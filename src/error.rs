use thiserror::Error;

#[derive(Debug, Error)]
pub enum MonitorError {
    #[error("Configuration error: {0}")]
    ConfigError(String),
    #[error("Request error: {0}")]
    RequestError(String),
    #[error("Response error: {0}")]
    ResponseError(String),
    #[error("Serialization error: {0}")]
    SerializationError(String),
    #[error("Capture error: {0}")]
    CaptureError(String),
    #[error("Analysis error: {0}")]
    AnalysisError(String),
    #[error("Session state error: {0}")]
    StateError(String),
}

pub type Result<T> = std::result::Result<T, MonitorError>;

Action item
Where does the word "MonitorError" appear in the material above? Copy every line that holds it.

Written reply
pub enum MonitorError {
pub type Result<T> = std::result::Result<T, MonitorError>;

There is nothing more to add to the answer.